◆ **Task to complete**
Filter the records for lines holding the string "impl".

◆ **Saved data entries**
* * *
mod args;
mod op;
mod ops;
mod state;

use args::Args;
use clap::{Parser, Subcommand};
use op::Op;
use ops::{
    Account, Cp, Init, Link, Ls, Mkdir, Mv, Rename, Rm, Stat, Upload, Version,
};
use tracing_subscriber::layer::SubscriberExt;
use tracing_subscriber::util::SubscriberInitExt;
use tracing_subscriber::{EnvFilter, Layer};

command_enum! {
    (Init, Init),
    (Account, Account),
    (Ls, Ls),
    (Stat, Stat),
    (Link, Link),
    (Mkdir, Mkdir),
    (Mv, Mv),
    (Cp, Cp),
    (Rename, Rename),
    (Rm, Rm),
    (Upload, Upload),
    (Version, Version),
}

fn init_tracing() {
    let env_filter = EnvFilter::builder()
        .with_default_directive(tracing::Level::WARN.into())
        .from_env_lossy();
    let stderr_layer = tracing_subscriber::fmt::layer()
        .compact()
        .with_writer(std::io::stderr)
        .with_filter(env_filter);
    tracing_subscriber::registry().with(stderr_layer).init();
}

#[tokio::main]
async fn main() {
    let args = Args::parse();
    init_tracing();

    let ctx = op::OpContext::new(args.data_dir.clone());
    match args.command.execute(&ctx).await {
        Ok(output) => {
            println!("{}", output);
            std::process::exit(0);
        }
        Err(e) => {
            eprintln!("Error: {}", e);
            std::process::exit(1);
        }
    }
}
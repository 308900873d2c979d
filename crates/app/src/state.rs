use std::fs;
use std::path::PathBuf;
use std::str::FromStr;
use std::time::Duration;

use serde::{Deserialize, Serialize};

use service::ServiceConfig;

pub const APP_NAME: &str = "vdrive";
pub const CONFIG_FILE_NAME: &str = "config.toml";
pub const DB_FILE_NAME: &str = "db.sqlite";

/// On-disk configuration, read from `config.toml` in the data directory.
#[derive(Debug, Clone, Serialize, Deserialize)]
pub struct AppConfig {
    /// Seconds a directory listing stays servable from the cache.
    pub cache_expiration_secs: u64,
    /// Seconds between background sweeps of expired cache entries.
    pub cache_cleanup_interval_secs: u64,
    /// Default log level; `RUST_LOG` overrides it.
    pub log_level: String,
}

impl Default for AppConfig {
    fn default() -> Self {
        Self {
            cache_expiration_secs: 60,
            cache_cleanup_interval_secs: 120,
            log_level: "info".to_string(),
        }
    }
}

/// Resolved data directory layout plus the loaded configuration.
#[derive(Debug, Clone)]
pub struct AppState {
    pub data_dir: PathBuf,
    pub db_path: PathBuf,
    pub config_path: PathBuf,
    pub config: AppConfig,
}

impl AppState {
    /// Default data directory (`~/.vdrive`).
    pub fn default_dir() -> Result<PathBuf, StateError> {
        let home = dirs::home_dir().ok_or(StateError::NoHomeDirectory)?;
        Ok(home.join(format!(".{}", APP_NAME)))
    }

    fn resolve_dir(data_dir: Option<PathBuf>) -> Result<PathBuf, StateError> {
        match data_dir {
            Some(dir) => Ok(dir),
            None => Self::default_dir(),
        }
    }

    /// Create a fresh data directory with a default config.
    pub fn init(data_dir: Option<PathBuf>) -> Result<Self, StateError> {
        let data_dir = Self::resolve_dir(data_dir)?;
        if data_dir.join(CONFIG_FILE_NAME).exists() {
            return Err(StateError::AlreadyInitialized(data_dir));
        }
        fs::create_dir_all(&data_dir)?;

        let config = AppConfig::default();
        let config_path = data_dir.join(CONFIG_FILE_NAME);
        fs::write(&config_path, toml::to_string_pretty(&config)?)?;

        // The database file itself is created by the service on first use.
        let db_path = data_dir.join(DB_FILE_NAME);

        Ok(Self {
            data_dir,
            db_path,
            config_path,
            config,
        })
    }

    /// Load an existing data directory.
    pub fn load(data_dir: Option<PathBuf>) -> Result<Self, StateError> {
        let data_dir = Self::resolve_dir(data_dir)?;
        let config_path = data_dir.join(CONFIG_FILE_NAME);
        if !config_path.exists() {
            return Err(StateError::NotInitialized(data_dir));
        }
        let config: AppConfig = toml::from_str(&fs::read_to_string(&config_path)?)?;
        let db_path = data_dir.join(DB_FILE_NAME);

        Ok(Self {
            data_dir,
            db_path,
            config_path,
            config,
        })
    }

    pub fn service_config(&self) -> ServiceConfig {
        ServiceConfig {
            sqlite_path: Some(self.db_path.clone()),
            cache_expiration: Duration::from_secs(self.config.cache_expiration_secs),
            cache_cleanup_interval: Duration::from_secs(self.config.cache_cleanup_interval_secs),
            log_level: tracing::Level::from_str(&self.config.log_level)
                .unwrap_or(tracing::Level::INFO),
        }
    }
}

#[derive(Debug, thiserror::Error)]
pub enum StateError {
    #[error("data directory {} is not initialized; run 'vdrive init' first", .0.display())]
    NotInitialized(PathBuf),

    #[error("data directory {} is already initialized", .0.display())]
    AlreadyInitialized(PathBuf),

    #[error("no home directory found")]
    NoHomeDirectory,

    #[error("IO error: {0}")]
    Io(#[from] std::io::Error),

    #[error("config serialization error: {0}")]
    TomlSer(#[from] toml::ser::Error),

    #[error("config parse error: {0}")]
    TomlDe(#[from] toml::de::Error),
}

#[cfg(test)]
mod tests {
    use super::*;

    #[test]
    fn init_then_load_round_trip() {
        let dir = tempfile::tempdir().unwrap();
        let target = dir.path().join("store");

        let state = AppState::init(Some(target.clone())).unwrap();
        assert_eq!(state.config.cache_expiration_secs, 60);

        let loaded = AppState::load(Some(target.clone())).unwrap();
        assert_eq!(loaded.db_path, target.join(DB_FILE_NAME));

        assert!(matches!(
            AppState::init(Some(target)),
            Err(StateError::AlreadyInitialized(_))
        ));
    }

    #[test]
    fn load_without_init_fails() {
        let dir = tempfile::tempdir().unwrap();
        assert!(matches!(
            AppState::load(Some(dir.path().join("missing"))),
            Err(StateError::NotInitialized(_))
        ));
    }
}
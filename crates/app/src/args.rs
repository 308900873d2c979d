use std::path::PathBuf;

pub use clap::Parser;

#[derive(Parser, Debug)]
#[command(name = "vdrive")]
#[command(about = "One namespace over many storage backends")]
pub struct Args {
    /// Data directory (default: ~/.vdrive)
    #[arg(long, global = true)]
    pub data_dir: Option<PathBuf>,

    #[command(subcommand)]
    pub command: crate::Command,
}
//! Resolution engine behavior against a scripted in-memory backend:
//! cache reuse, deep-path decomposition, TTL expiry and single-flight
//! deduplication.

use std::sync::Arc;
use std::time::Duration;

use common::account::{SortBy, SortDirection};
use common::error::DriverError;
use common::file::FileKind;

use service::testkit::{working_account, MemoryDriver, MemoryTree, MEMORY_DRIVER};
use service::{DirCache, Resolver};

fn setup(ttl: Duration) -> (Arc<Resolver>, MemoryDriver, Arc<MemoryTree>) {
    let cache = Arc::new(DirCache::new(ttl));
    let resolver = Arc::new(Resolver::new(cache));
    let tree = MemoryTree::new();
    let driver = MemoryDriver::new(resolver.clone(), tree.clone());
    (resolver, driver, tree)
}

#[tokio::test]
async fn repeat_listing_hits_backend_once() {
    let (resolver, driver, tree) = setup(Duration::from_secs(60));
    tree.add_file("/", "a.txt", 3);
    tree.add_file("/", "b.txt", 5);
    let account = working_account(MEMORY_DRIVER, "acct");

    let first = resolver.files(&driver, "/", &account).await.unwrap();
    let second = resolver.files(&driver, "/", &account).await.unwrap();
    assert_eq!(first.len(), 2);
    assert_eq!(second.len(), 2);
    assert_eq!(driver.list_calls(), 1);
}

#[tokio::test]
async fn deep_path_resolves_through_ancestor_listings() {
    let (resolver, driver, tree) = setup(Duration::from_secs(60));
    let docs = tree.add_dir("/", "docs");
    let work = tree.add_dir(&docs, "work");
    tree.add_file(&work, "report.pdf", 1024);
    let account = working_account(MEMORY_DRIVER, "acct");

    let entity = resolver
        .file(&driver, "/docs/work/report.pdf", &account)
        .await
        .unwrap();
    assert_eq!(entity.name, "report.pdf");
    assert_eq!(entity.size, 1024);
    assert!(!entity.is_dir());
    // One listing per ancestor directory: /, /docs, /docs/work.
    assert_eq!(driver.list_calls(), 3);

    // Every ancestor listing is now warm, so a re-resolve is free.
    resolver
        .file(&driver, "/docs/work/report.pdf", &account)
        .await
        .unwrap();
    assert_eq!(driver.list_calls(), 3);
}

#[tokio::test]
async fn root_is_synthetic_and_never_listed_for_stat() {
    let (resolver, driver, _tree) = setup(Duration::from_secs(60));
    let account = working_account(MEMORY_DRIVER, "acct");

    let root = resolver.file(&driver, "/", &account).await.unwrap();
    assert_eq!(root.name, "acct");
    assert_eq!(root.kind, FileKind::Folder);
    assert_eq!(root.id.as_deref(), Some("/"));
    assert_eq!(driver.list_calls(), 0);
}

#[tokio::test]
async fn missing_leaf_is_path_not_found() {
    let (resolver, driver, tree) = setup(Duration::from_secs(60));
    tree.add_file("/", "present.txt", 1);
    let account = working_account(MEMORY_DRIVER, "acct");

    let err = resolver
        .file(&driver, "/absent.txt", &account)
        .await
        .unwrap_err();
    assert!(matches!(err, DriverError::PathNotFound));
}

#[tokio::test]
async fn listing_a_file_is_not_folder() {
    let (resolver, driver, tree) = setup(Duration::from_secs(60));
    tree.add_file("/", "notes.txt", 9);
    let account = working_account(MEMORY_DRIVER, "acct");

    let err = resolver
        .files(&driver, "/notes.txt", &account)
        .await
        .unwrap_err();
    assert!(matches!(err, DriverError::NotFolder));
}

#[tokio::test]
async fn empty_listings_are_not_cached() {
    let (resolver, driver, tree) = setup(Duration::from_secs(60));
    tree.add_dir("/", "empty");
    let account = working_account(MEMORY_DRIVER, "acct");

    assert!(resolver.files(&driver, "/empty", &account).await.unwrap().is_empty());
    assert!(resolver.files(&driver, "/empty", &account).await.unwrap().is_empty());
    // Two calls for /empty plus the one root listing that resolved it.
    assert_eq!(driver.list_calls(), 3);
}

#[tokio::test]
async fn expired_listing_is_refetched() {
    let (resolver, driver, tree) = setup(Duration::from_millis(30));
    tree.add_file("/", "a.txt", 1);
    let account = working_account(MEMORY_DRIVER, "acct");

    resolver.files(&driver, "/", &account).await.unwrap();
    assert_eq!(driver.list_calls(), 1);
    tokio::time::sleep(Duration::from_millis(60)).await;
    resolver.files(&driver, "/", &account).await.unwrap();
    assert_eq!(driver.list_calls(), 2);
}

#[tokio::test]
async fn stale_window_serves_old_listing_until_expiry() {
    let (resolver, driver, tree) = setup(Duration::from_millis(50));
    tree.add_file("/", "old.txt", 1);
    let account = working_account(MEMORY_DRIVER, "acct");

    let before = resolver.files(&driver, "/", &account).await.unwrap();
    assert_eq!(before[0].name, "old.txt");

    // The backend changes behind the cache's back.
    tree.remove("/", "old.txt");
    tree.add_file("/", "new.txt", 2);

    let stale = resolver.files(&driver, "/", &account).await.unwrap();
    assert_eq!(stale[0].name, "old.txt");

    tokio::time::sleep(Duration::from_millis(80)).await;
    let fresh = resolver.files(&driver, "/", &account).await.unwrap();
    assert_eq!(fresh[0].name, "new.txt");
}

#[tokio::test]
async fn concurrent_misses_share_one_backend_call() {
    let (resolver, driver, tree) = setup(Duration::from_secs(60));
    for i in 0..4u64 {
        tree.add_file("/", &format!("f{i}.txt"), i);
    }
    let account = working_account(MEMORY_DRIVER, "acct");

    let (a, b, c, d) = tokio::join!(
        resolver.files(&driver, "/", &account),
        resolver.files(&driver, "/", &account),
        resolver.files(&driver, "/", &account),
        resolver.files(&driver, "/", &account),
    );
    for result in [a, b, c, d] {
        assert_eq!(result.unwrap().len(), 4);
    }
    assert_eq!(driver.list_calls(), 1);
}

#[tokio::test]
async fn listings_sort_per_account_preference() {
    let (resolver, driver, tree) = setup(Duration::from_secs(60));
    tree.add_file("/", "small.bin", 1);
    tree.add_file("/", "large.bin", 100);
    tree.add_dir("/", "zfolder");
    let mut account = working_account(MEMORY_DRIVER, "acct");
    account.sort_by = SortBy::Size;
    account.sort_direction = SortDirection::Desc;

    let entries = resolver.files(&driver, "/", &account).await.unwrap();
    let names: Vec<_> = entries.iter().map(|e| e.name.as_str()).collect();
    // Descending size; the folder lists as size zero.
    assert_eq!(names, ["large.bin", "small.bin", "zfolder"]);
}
* * *
◆ **Expected output**
impl Default for AppConfig {
impl AppState {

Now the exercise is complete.